Cooper Hewitt, Smithsonian Design Museum
Reimagining Digital Art Accessibility for Screen Reader Users, Through a Multisensory Experience
Cooper Hewitt's Bungee font tester redesigned for WCAG 2.2 compliance, then extended with AI-generated audio to translate its visual richness into sound.
Team
Team of 5
What I did
Accessibility Design · Interaction Design · User Research
Skills
WCAG 2.2 · Inclusive Design · Multi-Sensory Design · Generative AI · AI Integration
Tools
Figma · Hume AI · FigJam

The Challenge
The Bungee font tester was built entirely around visual interaction.
Bungee is a chromatic display typeface by David Jonathan Ross, inspired by vintage urban signage. It layers color into letterforms, stacks them, contrasts them. Cooper Hewitt's font tester puts all of that in your hands: adjust weight, orientation, contrast, layering, and watch it respond. For visually impaired users, none of it was accessible.

So, how do people experience art, typography, and digital spaces when they can't rely on sight?
The tester had no keyboard navigation, no ARIA labels, no logical tab order. Those were fixable.
But even with those fixed, screen reader users would still only receive plain text. None of Bungee's layering, color, or personality would come through.
How might we
Ensure that Bungee's weight, color, orientation, and layering remain just as meaningful for users who rely on screen readers as they are for users who can see them?
The answer came in two parts: fix what was broken, then build something new.
Phase 01
Practical Accessibility
Accordion menus replaced with always-visible controls. Full keyboard navigation, logical tab order, descriptive ARIA labels, and a guided tutorial to help users navigate a non-traditional interface. WCAG 2.2 compliant.
Phase 02
Sonic Typography System
Five of Bungee's visual properties mapped to audio: contrast to voice depth, color to timbre, layering to echo and reverb, orientation to pacing, and background shapes to ambient sound. Bungee's visual personality, translated into sound.
Phase 1 was about access. Phase 2 was about expression.
Phase 1 — Practical Accessibility
Visible interface
Accordion layouts replaced with always-on controls for easier screen reader navigation.

Guided tutorial
Optional onboarding helping users understand the non-traditional interface and navigate confidently.

Keyboard navigation
All controls made fully keyboard-focusable with a logical tab order throughout the tester.

ARIA labelling
Descriptive text labels on colour swatches and controls with proper ARIA attributes for screen reader announcement.

A closer look at the guided tutorial.
Because the tester uses a non-standard layout, we added an optional onboarding flow.

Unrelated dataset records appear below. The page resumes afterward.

//! A small built-in dungeon for trying Delve out.
//!
//! ```text
//!   Guard Room (goblin, rusty dagger equipped, copper coin stashed)
//!       |
//!   Entrance (rusty sword, torch)  <- characters enter here
//!       |
//!    Cellar (giant rat)
//! ```

use delve_foundation::{
    CharacterId, Direction, DungeonId, LocationId, MonsterId, ObjectId, RecordId, Result,
};
use delve_storage::{
    Attributes, Character, Dungeon, InstanceStore, Location, Monster, Neighbors, Object,
    Repository,
};

/// Template identifiers of the installed sample.
#[derive(Clone, Copy, Debug)]
pub struct Sample {
    /// The sample dungeon.
    pub dungeon_id: DungeonId,
    /// The sample player character.
    pub character_id: CharacterId,
}

/// Writes the sample dungeon templates and one character into `store`.
///
/// # Errors
///
/// Returns any store error.
pub fn install<S: InstanceStore + ?Sized>(store: &mut S) -> Result<Sample> {
    let dungeon_id = DungeonId::generate();
    let entrance = LocationId::generate();
    let guard_room = LocationId::generate();
    let cellar = LocationId::generate();
    let goblin = MonsterId::generate();

    let mut dungeon = Dungeon {
        id: dungeon_id,
        name: "The Sunken Keep".to_string(),
        description: "A half-flooded ruin at the edge of the marsh.".to_string(),
        ..Dungeon::default()
    };
    Repository::<Dungeon>::create_one(store, &mut dungeon)?;

    let locations = [
        (
            entrance,
            "Entrance",
            "A crumbling archway opens onto a damp stone hall.",
            true,
            Neighbors::new()
                .with(Direction::North, guard_room)
                .with(Direction::Down, cellar),
        ),
        (
            guard_room,
            "Guard Room",
            "Broken racks line the walls. Something has been sleeping here.",
            false,
            Neighbors::new().with(Direction::South, entrance),
        ),
        (
            cellar,
            "Cellar",
            "Knee-deep black water. The walls drip.",
            false,
            Neighbors::new().with(Direction::Up, entrance),
        ),
    ];
    for (id, name, description, is_default, neighbors) in locations {
        let mut location = Location {
            id,
            dungeon_id,
            name: name.to_string(),
            description: description.to_string(),
            is_default,
            neighbors,
            ..Location::default()
        };
        Repository::<Location>::create_one(store, &mut location)?;
    }

    let monsters = [
        (
            goblin,
            guard_room,
            "Goblin",
            "A wiry goblin with yellow eyes.",
            Attributes::new(6, 12, 6, 12, 10),
        ),
        (
            MonsterId::generate(),
            cellar,
            "Giant Rat",
            "A rat the size of a dog.",
            Attributes::new(3, 14, 2, 6, 8),
        ),
    ];
    for (id, location_id, name, description, attributes) in monsters {
        let mut monster = Monster {
            id,
            dungeon_id,
            location_id,
            name: name.to_string(),
            description: description.to_string(),
            attributes,
            ..Monster::default()
        };
        Repository::<Monster>::create_one(store, &mut monster)?;
    }

    let objects = [
        (
            "Rusty Sword",
            "Pitted, but it still holds an edge.",
            Some(entrance),
            None,
            false,
            false,
        ),
        ("Torch", "A pitch-soaked torch.", Some(entrance), None, false, false),
        (
            "Rusty Dagger",
            "Short, notched and filthy.",
            None,
            Some(goblin),
            false,
            true,
        ),
        (
            "Copper Coin",
            "Stamped with a king nobody remembers.",
            None,
            Some(goblin),
            true,
            false,
        ),
    ];
    for (name, description, location_id, monster_id, is_stashed, is_equipped) in objects {
        let mut object = Object {
            id: ObjectId::generate(),
            dungeon_id,
            name: name.to_string(),
            description: description.to_string(),
            location_id,
            monster_id,
            is_stashed,
            is_equipped,
            ..Object::default()
        };
        Repository::<Object>::create_one(store, &mut object)?;
    }

    let mut character = Character {
        id: CharacterId::generate(),
        name: "Adventurer".to_string(),
        attributes: Attributes::new(10, 10, 10, 20, 20),
        ..Character::default()
    };
    Repository::<Character>::create_one(store, &mut character)?;

    Ok(Sample {
        dungeon_id,
        character_id: character.id,
    })
}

It walks users through each control in sequence before they start, so nothing feels unfamiliar when a screen reader announces it.
Phase 2 — Sonic Typography System
Typographic sonification translates letterforms and typographic properties into sound. For Bungee, we mapped five visual properties to audio equivalents, letting the typeface's character come through even when it can't be seen.
Visual property
Audio equivalent
Internal Contrast
→
Voice Depth
Greater contrast produces deeper, more resonant voices. Lighter contrast creates higher, airier tones.
Overall Contrast
→
Timbre
Colour schemes map to voice qualities with similar emotional weight. Bright colours become energetic voices. Muted tones become softer ones.
Layering
→
Audio Effects
Inline styling adds slight echo. Outline adds reverb depth. Shade adds a chorus effect that gives the sound more body.
Orientation
→
Pacing
Vertical text becomes a distinct rhythmic pattern with deliberate pauses between letters, distinguishing it clearly from horizontal flow.
Background Shapes
→
Ambient Sound
Banner shapes produce continuous ambient tones. Block shapes create punctuated textures. Ornamental elements add subtle audio accents.
The Final Prototype
Everything working together. The tester you can see, navigate, and hear.
psst — turn sound on.
psst — turn sound on
Accessibility, to me, has shifted from a requirement to a design opportunity.
Designing for Bungee reminded me that accessibility is ultimately about creating equal access to expression. The challenge was not only to simplify navigation but also to capture the font's playful personality through sound. This balance showed me how multi-sensory design can open new ways of experiencing art and design, making it meaningful to a broader audience.
The project also highlighted how small design choices like a clearer interface, a guided tutorial, or thoughtful feedback can remove barriers for users who often get overlooked. Moving forward, I want to continue exploring how modalities like sound, touch, and motion can become integral to interaction design, and not just substitutes for vision. Accessibility has become a way to expand creativity by imagining experiences that everyone can take part in.